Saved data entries
# # # # #
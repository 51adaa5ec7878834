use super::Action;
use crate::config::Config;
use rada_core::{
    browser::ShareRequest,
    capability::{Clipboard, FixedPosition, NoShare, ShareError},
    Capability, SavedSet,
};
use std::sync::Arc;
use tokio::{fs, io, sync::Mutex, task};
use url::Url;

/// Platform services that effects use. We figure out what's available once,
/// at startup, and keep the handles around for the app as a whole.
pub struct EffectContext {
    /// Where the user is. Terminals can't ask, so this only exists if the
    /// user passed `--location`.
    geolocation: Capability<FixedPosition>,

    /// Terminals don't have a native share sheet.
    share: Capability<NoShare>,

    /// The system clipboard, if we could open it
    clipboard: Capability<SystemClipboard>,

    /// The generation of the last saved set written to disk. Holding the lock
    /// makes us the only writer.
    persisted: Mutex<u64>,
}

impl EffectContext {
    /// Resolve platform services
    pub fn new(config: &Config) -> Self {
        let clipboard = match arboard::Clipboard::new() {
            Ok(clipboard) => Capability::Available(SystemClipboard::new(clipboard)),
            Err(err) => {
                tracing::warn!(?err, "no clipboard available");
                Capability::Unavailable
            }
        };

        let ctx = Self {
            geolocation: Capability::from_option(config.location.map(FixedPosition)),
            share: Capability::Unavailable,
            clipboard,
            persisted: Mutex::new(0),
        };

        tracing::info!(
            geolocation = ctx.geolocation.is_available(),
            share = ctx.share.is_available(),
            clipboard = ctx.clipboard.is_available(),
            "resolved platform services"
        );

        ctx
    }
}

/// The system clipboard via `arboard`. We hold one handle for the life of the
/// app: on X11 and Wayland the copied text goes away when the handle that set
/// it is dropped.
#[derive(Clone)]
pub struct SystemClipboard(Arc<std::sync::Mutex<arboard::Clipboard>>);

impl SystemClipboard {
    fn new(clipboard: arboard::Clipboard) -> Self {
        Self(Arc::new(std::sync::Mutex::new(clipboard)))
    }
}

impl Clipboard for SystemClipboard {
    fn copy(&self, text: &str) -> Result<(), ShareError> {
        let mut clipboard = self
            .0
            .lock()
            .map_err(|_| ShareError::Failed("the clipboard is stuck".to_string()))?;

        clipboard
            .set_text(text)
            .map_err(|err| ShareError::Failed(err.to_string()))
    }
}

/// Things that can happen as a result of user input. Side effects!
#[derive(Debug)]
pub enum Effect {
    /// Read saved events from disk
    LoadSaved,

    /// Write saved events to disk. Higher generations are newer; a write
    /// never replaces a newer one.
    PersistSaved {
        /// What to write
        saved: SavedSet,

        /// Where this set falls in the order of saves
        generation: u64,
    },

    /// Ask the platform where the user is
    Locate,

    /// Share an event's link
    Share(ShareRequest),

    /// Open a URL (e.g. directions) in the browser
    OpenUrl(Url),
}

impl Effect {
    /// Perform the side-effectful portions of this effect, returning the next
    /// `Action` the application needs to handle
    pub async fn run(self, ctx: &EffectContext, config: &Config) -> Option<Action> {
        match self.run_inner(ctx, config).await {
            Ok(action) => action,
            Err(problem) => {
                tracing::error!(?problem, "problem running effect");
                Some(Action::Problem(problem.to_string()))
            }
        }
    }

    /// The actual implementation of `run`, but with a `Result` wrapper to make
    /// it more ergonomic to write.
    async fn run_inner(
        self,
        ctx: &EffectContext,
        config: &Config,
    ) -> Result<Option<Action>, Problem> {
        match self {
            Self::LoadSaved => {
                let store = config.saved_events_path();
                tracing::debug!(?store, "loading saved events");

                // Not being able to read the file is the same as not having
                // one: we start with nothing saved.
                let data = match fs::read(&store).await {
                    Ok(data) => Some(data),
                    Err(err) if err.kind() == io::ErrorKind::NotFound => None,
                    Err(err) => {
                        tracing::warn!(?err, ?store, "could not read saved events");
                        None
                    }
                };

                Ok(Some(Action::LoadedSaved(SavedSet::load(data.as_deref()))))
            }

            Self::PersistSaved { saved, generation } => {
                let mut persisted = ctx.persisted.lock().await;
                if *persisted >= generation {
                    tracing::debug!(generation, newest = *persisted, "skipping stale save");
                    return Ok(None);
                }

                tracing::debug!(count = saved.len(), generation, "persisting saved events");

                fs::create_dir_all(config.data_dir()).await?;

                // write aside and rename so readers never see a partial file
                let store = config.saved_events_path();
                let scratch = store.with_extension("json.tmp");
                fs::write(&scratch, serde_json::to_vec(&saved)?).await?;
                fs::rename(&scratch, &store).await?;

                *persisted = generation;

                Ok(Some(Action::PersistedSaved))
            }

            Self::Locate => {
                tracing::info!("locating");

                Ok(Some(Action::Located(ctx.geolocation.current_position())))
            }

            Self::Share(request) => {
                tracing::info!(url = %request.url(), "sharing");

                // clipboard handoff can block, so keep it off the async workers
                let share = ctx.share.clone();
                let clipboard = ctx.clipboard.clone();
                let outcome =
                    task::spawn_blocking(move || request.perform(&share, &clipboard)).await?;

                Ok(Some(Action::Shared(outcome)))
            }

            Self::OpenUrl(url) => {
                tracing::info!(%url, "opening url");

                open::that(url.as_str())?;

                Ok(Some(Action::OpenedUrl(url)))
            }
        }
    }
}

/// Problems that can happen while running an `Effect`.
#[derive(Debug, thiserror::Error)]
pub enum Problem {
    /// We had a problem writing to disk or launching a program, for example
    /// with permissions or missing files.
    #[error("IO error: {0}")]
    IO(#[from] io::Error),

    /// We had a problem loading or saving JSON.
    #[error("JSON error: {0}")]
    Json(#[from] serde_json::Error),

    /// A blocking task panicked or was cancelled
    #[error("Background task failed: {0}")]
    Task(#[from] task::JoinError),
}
# # # # #
WHAT IS BEING ASKED: A faithful copy of all the records is required.

TASK SOLUTION:
repository 51adaa5ec7878834
use super::Action;
use crate::config::Config;
use rada_core::{
    browser::ShareRequest,
    capability::{Clipboard, FixedPosition, NoShare, ShareError},
    Capability, SavedSet,
};
use std::sync::Arc;
use tokio::{fs, io, sync::Mutex, task};
use url::Url;

/// Platform services that effects use. We figure out what's available once,
/// at startup, and keep the handles around for the app as a whole.
pub struct EffectContext {
    /// Where the user is. Terminals can't ask, so this only exists if the
    /// user passed `--location`.
    geolocation: Capability<FixedPosition>,

    /// Terminals don't have a native share sheet.
    share: Capability<NoShare>,

    /// The system clipboard, if we could open it
    clipboard: Capability<SystemClipboard>,

    /// The generation of the last saved set written to disk. Holding the lock
    /// makes us the only writer.
    persisted: Mutex<u64>,
}

impl EffectContext {
    /// Resolve platform services
    pub fn new(config: &Config) -> Self {
        let clipboard = match arboard::Clipboard::new() {
            Ok(clipboard) => Capability::Available(SystemClipboard::new(clipboard)),
            Err(err) => {
                tracing::warn!(?err, "no clipboard available");
                Capability::Unavailable
            }
        };

        let ctx = Self {
            geolocation: Capability::from_option(config.location.map(FixedPosition)),
            share: Capability::Unavailable,
            clipboard,
            persisted: Mutex::new(0),
        };

        tracing::info!(
            geolocation = ctx.geolocation.is_available(),
            share = ctx.share.is_available(),
            clipboard = ctx.clipboard.is_available(),
            "resolved platform services"
        );

        ctx
    }
}

/// The system clipboard via `arboard`. We hold one handle for the life of the
/// app: on X11 and Wayland the copied text goes away when the handle that set
/// it is dropped.
#[derive(Clone)]
pub struct SystemClipboard(Arc<std::sync::Mutex<arboard::Clipboard>>);

impl SystemClipboard {
    fn new(clipboard: arboard::Clipboard) -> Self {
        Self(Arc::new(std::sync::Mutex::new(clipboard)))
    }
}

impl Clipboard for SystemClipboard {
    fn copy(&self, text: &str) -> Result<(), ShareError> {
        let mut clipboard = self
            .0
            .lock()
            .map_err(|_| ShareError::Failed("the clipboard is stuck".to_string()))?;

        clipboard
            .set_text(text)
            .map_err(|err| ShareError::Failed(err.to_string()))
    }
}

/// Things that can happen as a result of user input. Side effects!
#[derive(Debug)]
pub enum Effect {
    /// Read saved events from disk
    LoadSaved,

    /// Write saved events to disk. Higher generations are newer; a write
    /// never replaces a newer one.
    PersistSaved {
        /// What to write
        saved: SavedSet,

        /// Where this set falls in the order of saves
        generation: u64,
    },

    /// Ask the platform where the user is
    Locate,

    /// Share an event's link
    Share(ShareRequest),

    /// Open a URL (e.g. directions) in the browser
    OpenUrl(Url),
}

impl Effect {
    /// Perform the side-effectful portions of this effect, returning the next
    /// `Action` the application needs to handle
    pub async fn run(self, ctx: &EffectContext, config: &Config) -> Option<Action> {
        match self.run_inner(ctx, config).await {
            Ok(action) => action,
            Err(problem) => {
                tracing::error!(?problem, "problem running effect");
                Some(Action::Problem(problem.to_string()))
            }
        }
    }

    /// The actual implementation of `run`, but with a `Result` wrapper to make
    /// it more ergonomic to write.
    async fn run_inner(
        self,
        ctx: &EffectContext,
        config: &Config,
    ) -> Result<Option<Action>, Problem> {
        match self {
            Self::LoadSaved => {
                let store = config.saved_events_path();
                tracing::debug!(?store, "loading saved events");

                // Not being able to read the file is the same as not having
                // one: we start with nothing saved.
                let data = match fs::read(&store).await {
                    Ok(data) => Some(data),
                    Err(err) if err.kind() == io::ErrorKind::NotFound => None,
                    Err(err) => {
                        tracing::warn!(?err, ?store, "could not read saved events");
                        None
                    }
                };

                Ok(Some(Action::LoadedSaved(SavedSet::load(data.as_deref()))))
            }

            Self::PersistSaved { saved, generation } => {
                let mut persisted = ctx.persisted.lock().await;
                if *persisted >= generation {
                    tracing::debug!(generation, newest = *persisted, "skipping stale save");
                    return Ok(None);
                }

                tracing::debug!(count = saved.len(), generation, "persisting saved events");

                fs::create_dir_all(config.data_dir()).await?;

                // write aside and rename so readers never see a partial file
                let store = config.saved_events_path();
                let scratch = store.with_extension("json.tmp");
                fs::write(&scratch, serde_json::to_vec(&saved)?).await?;
                fs::rename(&scratch, &store).await?;

                *persisted = generation;

                Ok(Some(Action::PersistedSaved))
            }

            Self::Locate => {
                tracing::info!("locating");

                Ok(Some(Action::Located(ctx.geolocation.current_position())))
            }

            Self::Share(request) => {
                tracing::info!(url = %request.url(), "sharing");

                // clipboard handoff can block, so keep it off the async workers
                let share = ctx.share.clone();
                let clipboard = ctx.clipboard.clone();
                let outcome =
                    task::spawn_blocking(move || request.perform(&share, &clipboard)).await?;

                Ok(Some(Action::Shared(outcome)))
            }

            Self::OpenUrl(url) => {
                tracing::info!(%url, "opening url");

                open::that(url.as_str())?;

                Ok(Some(Action::OpenedUrl(url)))
            }
        }
    }
}

/// Problems that can happen while running an `Effect`.
#[derive(Debug, thiserror::Error)]
pub enum Problem {
    /// We had a problem writing to disk or launching a program, for example
    /// with permissions or missing files.
    #[error("IO error: {0}")]
    IO(#[from] io::Error),

    /// We had a problem loading or saving JSON.
    #[error("JSON error: {0}")]
    Json(#[from] serde_json::Error),

    /// A blocking task panicked or was cancelled
    #[error("Background task failed: {0}")]
    Task(#[from] task::JoinError),
}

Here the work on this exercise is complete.